Chen et al. [35] used community cohort data to analyze mortality from non-liver-related causes of death in patients with CHB. They reported that the relative risks (RRs) and 95 % CIs for all non-liver-related deaths among HBsAg-positive subjects were 1.2 (1.1–1.3) in males and 1.4 (1.1–1.7) in females. Non-liver-related causes were further subdivided into cancer and non-cancer groups. For all non-liver cancers, the RRs were 1.2 (1.0–1.4) for males and 1.7 (1.2–2.3) for females. Non-cancer deaths that were non-liver-related had RRs of 1.2 (1.1–1.4) and 1.2 (0.9–1.6) in males and females, respectively. They concluded that HBV-infected individuals may be at increased mortality risk from non-liver-related causes; possible reasons include the direct effect of HBV infection, changes in the host immune system as a cause or effect of chronic infection, and behavioral factors associated with HBV infection.

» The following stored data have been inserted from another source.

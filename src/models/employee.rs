//! Employee model and related types.
//!
//! This module defines the Employee struct and RateType enum
//! for representing workers whose attendance is turned into wages.

use chrono::NaiveTime;
use rust_decimal::Decimal;
use serde::{Deserialize, Serialize};

/// How an employee is paid.
#[derive(Debug, Clone, Copy, PartialEq, Eq, Hash, Serialize, Deserialize)]
#[serde(rename_all = "snake_case")]
pub enum RateType {
    /// Paid for every payable hour at the hourly rate.
    Hourly,
    /// Paid a fixed daily rate derived from a monthly salary, plus overtime.
    Salary,
}

impl std::fmt::Display for RateType {
    fn fmt(&self, f: &mut std::fmt::Formatter<'_>) -> std::fmt::Result {
        match self {
            RateType::Hourly => write!(f, "hourly"),
            RateType::Salary => write!(f, "salary"),
        }
    }
}

/// Represents an employee whose attendance is paid by the engine.
#[derive(Debug, Clone, PartialEq, Eq, Serialize, Deserialize)]
pub struct Employee {
    /// Unique identifier for the employee.
    pub id: String,
    /// Display name of the employee.
    pub name: String,
    /// Whether the employee is hourly or salaried.
    pub rate_type: RateType,
    /// Hourly rate for hourly employees.
    #[serde(default)]
    pub hourly_rate: Option<Decimal>,
    /// Monthly salary for salaried employees.
    #[serde(default)]
    pub monthly_salary: Option<Decimal>,
    /// Personal shift start, overriding the branch default.
    #[serde(default)]
    pub shift_start: Option<NaiveTime>,
    /// Personal shift end, overriding the branch default.
    #[serde(default)]
    pub shift_end: Option<NaiveTime>,
    /// The branch the employee belongs to.
    pub branch: String,
    /// Whether the employee lives in company housing (gas and washing charges apply).
    #[serde(default)]
    pub is_company_housed: bool,
    /// Whether the employee receives the supervisor incentive.
    #[serde(default)]
    pub is_supervisor: bool,
}

impl Employee {
    /// Returns true if the employee is paid by the hour.
    ///
    /// # Examples
    ///
    /// ```
    /// use wage_engine::models::{Employee, RateType};
    ///
    /// let employee = Employee {
    ///     id: "emp_001".to_string(),
    ///     name: "Ana Lima".to_string(),
    ///     rate_type: RateType::Hourly,
    ///     hourly_rate: None,
    ///     monthly_salary: None,
    ///     shift_start: None,
    ///     shift_end: None,
    ///     branch: "north".to_string(),
    ///     is_company_housed: false,
    ///     is_supervisor: false,
    /// };
    /// assert!(employee.is_hourly());
    /// ```
    pub fn is_hourly(&self) -> bool {
        self.rate_type == RateType::Hourly
    }
}
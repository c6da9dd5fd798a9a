//! Per-employee day wage calculation.
//!
//! This is the entry point for one attendance record. It resolves the
//! effective window, runs the interval calculator and then applies the rules
//! for the employee's rate type:
//!
//! - **Hourly**: the interval result is the day's pay, extended by
//!   continuation pay for a verified sick departure.
//! - **Salary**: the day pays a fixed `monthly_salary / 21.67` whenever hours
//!   were worked, the status is a paid absence, or the day is a public
//!   holiday. Overtime is paid on top at `daily_rate / 8` times the tier
//!   multiplier.

use chrono::{NaiveDate, NaiveDateTime};
use rust_decimal::Decimal;
use serde::{Deserialize, Serialize};

use crate::calculation::{
    EffectiveShift, EffectiveWindow, IntervalWageInput, apply_sick_continuation,
    calculate_interval_wage, qualifies_for_continuation, resolve_effective_window,
};
use crate::config::EngineSettings;
use crate::models::{
    AttendanceRecord, AttendanceStatus, AuditStep, DayWageResult, Employee, RateType,
};

/// Average working days per month used to turn a monthly salary into a daily rate.
pub const SALARY_WORKING_DAYS_PER_MONTH: Decimal = Decimal::from_parts(2167, 0, 0, false, 2);

/// Hours per day used to derive a salaried employee's overtime rate from the daily rate.
pub const SALARY_HOURS_PER_DAY: Decimal = Decimal::from_parts(8, 0, 0, false, 0);

/// Everything known about one attendance record before it is paid.
///
/// All lookups (holiday status, shift resolution) happen before the context
/// is built, so the calculation itself has no ordering hazards.
#[derive(Debug, Clone, Copy)]
pub struct DayContext<'a> {
    /// The attendance record being paid.
    pub record: &'a AttendanceRecord,
    /// The employee the record belongs to.
    pub employee: &'a Employee,
    /// The employee's resolved shift.
    pub shift: EffectiveShift,
    /// Whether the record's date is a public holiday for the employee's branch.
    /// An overnight shift keeps this status after midnight.
    pub is_public_holiday: bool,
    /// Engine settings.
    pub settings: &'a EngineSettings,
    /// Used as the end of a session that has not been clocked out.
    pub now: NaiveDateTime,
}

/// The outcome of paying one attendance record.
#[derive(Debug, Clone, PartialEq, Eq, Serialize, Deserialize)]
pub struct DayWageCalculation {
    /// The employee paid.
    pub employee_id: String,
    /// The attendance record paid.
    pub record_id: String,
    /// The attendance date.
    pub date: NaiveDate,
    /// How the employee is paid.
    pub rate_type: RateType,
    /// Hours and pay for the day.
    pub result: DayWageResult,
    /// Ordinary-tier pay for hourly staff, the daily rate (when earned) for salaried staff.
    pub base_pay: Decimal,
    /// The window that was paid, if any.
    pub effective_window: Option<EffectiveWindow>,
    /// True when the session has not been clocked out yet.
    pub is_provisional: bool,
    /// True when continuation pay extended the day.
    pub continuation_applied: bool,
    /// Step-by-step record of the calculation.
    pub audit_steps: Vec<AuditStep>,
    /// Variance notes for the wage run line.
    pub notes: Vec<String>,
}

#[derive(Default)]
struct AuditRecorder {
    steps: Vec<AuditStep>,
}

impl AuditRecorder {
    fn record(
        &mut self,
        rule_id: &str,
        rule_name: &str,
        input: serde_json::Value,
        output: serde_json::Value,
        reasoning: String,
    ) {
        self.steps.push(AuditStep {
            step_number: self.steps.len() as u32 + 1,
            rule_id: rule_id.to_string(),
            rule_name: rule_name.to_string(),
            input,
            output,
            reasoning,
        });
    }
}

/// Calculates the wage for one attendance record.
///
/// Never fails: a record without a usable window pays zero (or the daily rate
/// for a salaried paid absence) and says why in `notes`.
///
/// # Example
///
/// ```
/// use wage_engine::calculation::{calculate_day_wage, DayContext, EffectiveShift};
/// use wage_engine::config::EngineSettings;
/// use wage_engine::models::{AttendanceRecord, AttendanceStatus, Employee, RateType};
/// use chrono::NaiveDate;
/// use rust_decimal::Decimal;
///
/// let settings = EngineSettings::default();
/// let date = NaiveDate::from_ymd_opt(2026, 1, 15).unwrap();
/// let employee = Employee {
///     id: "emp_001".to_string(),
///     name: "Ana Lima".to_string(),
///     rate_type: RateType::Hourly,
///     hourly_rate: Some(Decimal::from(10)),
///     monthly_salary: None,
///     shift_start: None,
///     shift_end: None,
///     branch: "north".to_string(),
///     is_company_housed: false,
///     is_supervisor: false,
/// };
/// let record = AttendanceRecord {
///     id: "att_001".to_string(),
///     employee_id: "emp_001".to_string(),
///     employee_name: "Ana Lima".to_string(),
///     date,
///     clock_in: date.and_hms_opt(6, 55, 0),
///     clock_out: date.and_hms_opt(16, 50, 0),
///     status: AttendanceStatus::Present,
///     branch: "north".to_string(),
///     cached_hourly_rate: None,
///     reason: None,
///     medical_certificate: None,
/// };
///
/// let calculation = calculate_day_wage(&DayContext {
///     record: &record,
///     employee: &employee,
///     shift: EffectiveShift::resolve(&employee, None, &settings.default_shift),
///     is_public_holiday: false,
///     settings: &settings,
///     now: date.and_hms_opt(23, 0, 0).unwrap(),
/// });
///
/// assert_eq!(calculation.result.total_hours, Decimal::new(875, 2));
/// assert_eq!(calculation.result.total_wage, Decimal::new(875, 1));
/// ```
pub fn calculate_day_wage(context: &DayContext<'_>) -> DayWageCalculation {
    let mut audit = AuditRecorder::default();
    let mut notes = Vec::new();
    let record = context.record;
    let settings = context.settings;

    let window = resolve_effective_window(
        record,
        &context.shift,
        settings.snap_tolerance_minutes,
        context.now,
    );

    audit.record(
        "effective_window",
        "Effective Window",
        serde_json::json!({
            "clock_in": record.clock_in,
            "clock_out": record.clock_out,
            "shift_start": context.shift.start,
            "shift_end": context.shift.end,
            "shift_source": context.shift.source,
        }),
        serde_json::json!({
            "start": window.map(|w| w.start),
            "end": window.map(|w| w.end),
            "is_provisional": window.is_some_and(|w| w.is_provisional),
        }),
        match (&window, record.clock_in) {
            (_, None) => "No clock-in recorded; no hours are paid".to_string(),
            (None, Some(_)) => "Clock-out is not after clock-in; no hours are paid".to_string(),
            (Some(w), Some(_)) => format!(
                "Paid window {} to {} (start snapped: {}, end snapped: {})",
                w.start.format("%H:%M"),
                w.end.format("%H:%M"),
                w.start_snapped,
                w.end_snapped
            ),
        },
    );

    let is_provisional = window.is_some_and(|w| w.is_provisional);
    if is_provisional {
        notes.push(format!("Still clocked in on {}; hours are provisional.", record.date));
    }

    let (result, base_pay, continuation_applied) = match context.employee.rate_type {
        RateType::Hourly => calculate_hourly_day(context, window.as_ref(), &mut audit, &mut notes),
        RateType::Salary => calculate_salary_day(context, window.as_ref(), &mut audit),
    };

    DayWageCalculation {
        employee_id: context.employee.id.clone(),
        record_id: record.id.clone(),
        date: record.date,
        rate_type: context.employee.rate_type,
        result,
        base_pay,
        effective_window: window,
        is_provisional,
        continuation_applied,
        audit_steps: audit.steps,
        notes,
    }
}

fn interval_input<'a>(
    context: &'a DayContext<'a>,
    window: &EffectiveWindow,
    hourly_rate: Decimal,
) -> IntervalWageInput<'a> {
    IntervalWageInput {
        start: window.start,
        end: window.end,
        anchor_date: window.start.date(),
        hourly_rate,
        shift: &context.shift,
        is_public_holiday: context.is_public_holiday,
        settings: context.settings,
    }
}

fn calculate_hourly_day(
    context: &DayContext<'_>,
    window: Option<&EffectiveWindow>,
    audit: &mut AuditRecorder,
    notes: &mut Vec<String>,
) -> (DayWageResult, Decimal, bool) {
    let record = context.record;
    let rate = record
        .cached_hourly_rate
        .or(context.employee.hourly_rate)
        .unwrap_or(Decimal::ZERO)
        .max(Decimal::ZERO);

    let Some(window) = window else {
        return (DayWageResult::default(), Decimal::ZERO, false);
    };

    let input = interval_input(context, window, rate);
    let mut result = calculate_interval_wage(&input);

    audit.record(
        "interval_wage",
        "Interval Wage",
        serde_json::json!({
            "hourly_rate": rate.normalize().to_string(),
            "is_public_holiday": context.is_public_holiday,
            "slice_minutes": context.settings.slice_minutes,
        }),
        serde_json::to_value(&result).unwrap_or_default(),
        format!(
            "{} hours paid: {} ordinary, {} at 1.5x, {} at 2.0x",
            result.total_hours.normalize(),
            result.normal_hours().normalize(),
            result.overtime_hours_15.normalize(),
            result.overtime_hours_20.normalize()
        ),
    );

    let mut continuation_applied = false;
    if qualifies_for_continuation(context.employee, record, &context.settings.illness_keywords) {
        if let Some(outcome) = apply_sick_continuation(&mut result, window, &input) {
            audit.record(
                "sick_continuation",
                "Sick Continuation Pay",
                serde_json::json!({
                    "from": outcome.from,
                    "to": outcome.to,
                }),
                serde_json::json!({
                    "added_hours": outcome.added_hours.normalize().to_string(),
                    "added_wage": outcome.added_wage.normalize().to_string(),
                }),
                format!(
                    "Verified sick departure at {}; paid through to shift end {}",
                    outcome.from.format("%H:%M"),
                    outcome.to.format("%H:%M")
                ),
            );
            notes.push(format!(
                "Sick continuation paid on {} ({} h).",
                record.date,
                outcome.added_hours.normalize()
            ));
            continuation_applied = true;
        }
    } else if record.status == AttendanceStatus::LeaveEarly && !window.is_provisional {
        let (_, shift_end) = context.shift.anchored(input.anchor_date);
        if window.end < shift_end {
            notes.push(format!(
                "Left early on {} at {}; shortfall unpaid.",
                record.date,
                window.end.format("%H:%M")
            ));
        }
    }

    let base_pay = result.normal_pay();
    (result, base_pay, continuation_applied)
}

fn calculate_salary_day(
    context: &DayContext<'_>,
    window: Option<&EffectiveWindow>,
    audit: &mut AuditRecorder,
) -> (DayWageResult, Decimal, bool) {
    let salary = &context.settings.salary;
    let monthly = context
        .employee
        .monthly_salary
        .unwrap_or(Decimal::ZERO)
        .max(Decimal::ZERO);
    let daily_rate = monthly / salary.working_days_per_month;
    let hourly_rate_for_ot = daily_rate / salary.hours_per_day;

    let worked = window
        .map(|w| calculate_interval_wage(&interval_input(context, w, hourly_rate_for_ot)))
        .unwrap_or_default();

    let status = context.record.status;
    let is_paid_day = worked.total_hours > Decimal::ZERO
        || status.is_paid_absence()
        || context.is_public_holiday;
    let base_pay = if is_paid_day { daily_rate } else { Decimal::ZERO };

    let result = DayWageResult {
        total_hours: worked.total_hours,
        total_wage: base_pay + worked.overtime_pay_15 + worked.overtime_pay_20,
        overtime_hours_15: worked.overtime_hours_15,
        overtime_hours_20: worked.overtime_hours_20,
        overtime_pay_15: worked.overtime_pay_15,
        overtime_pay_20: worked.overtime_pay_20,
    };

    audit.record(
        "salary_day",
        "Salaried Day Rate",
        serde_json::json!({
            "monthly_salary": monthly.normalize().to_string(),
            "working_days_per_month": salary.working_days_per_month.normalize().to_string(),
            "hours_per_day": salary.hours_per_day.normalize().to_string(),
            "hours_worked": worked.total_hours.normalize().to_string(),
            "status": status,
            "is_public_holiday": context.is_public_holiday,
        }),
        serde_json::json!({
            "daily_rate": daily_rate.round_dp(4).to_string(),
            "hourly_rate_for_ot": hourly_rate_for_ot.round_dp(4).to_string(),
            "base_pay": base_pay.round_dp(4).to_string(),
            "overtime_pay": result.overtime_pay().round_dp(4).to_string(),
        }),
        if is_paid_day {
            format!(
                "Daily rate {} paid; overtime {} h at 1.5x and {} h at 2.0x on {} per hour",
                daily_rate.round_dp(2),
                result.overtime_hours_15.normalize(),
                result.overtime_hours_20.normalize(),
                hourly_rate_for_ot.round_dp(2)
            )
        } else {
            "No hours worked and not a paid absence or holiday; daily rate not paid".to_string()
        },
    );

    (result, base_pay, false)
}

In the present study, 66 of all 919 CHB patients died during follow-up; in approximately 40 % (27/66) of cases the causes of death were non-liver-related diseases, of which about 50 % (13/27) were malignancies other than HCC. Although this study was based on hospital-based subjects, we performed detailed analysis to categorize NA administration status in CHB patients compared with Chen et al.’s study. Additionally, our study revealed no significant difference in cumulative mortality between the NA and non-NA groups before and after propensity score matching. Further, malignancies arose from a variety of organs, and thus we recommend that CHB patients be monitored not only for the development of liver-related diseases but non-liver-related disease as well, particularly malignancies.

Since the present study was retrospective in nature, we used propensity score analysis to reduce the selection bias associated with indications for NA therapy. The p value of 0.372 by the Hosmer–Lemeshow test, which evaluates the goodness-of-fit for the calculated propensity score, was considered reassuring [20]. Additionally, the AUC of 0.862 (95 % CI, 0.834–0.891) in the ROC analysis suggested excellent discrimination for the calculated propensity score [21]. Consequently, the backgrounds and clinical data of propensity score–matched patients did not differ significantly between the NA and control groups.

The main limitations of this study include the hospital-based population and its retrospective nature. Although our hospital is located in a region of 400,000 inhabitants and is the only general hospital visited by a large number of CHB patients, further prospective studies with community-based subjects are warranted. Another limitation was that the propensity score analysis results may be limited by biases related to unmeasured and hidden covariates. Finally, one-to-one matching based on propensity scores resulted in a reduction in the number of patients included.

In conclusion, the survival of patients who received anti-viral NA therapy for CHB was improved compared with that of untreated controls, and NA therapy specifically reduced the risk of HCC mortality. In addition, the causes of death of approximately 40 % of CHB patients who died during follow-up were non-liver-related. Further studies are warranted to confirm these findings in other populations.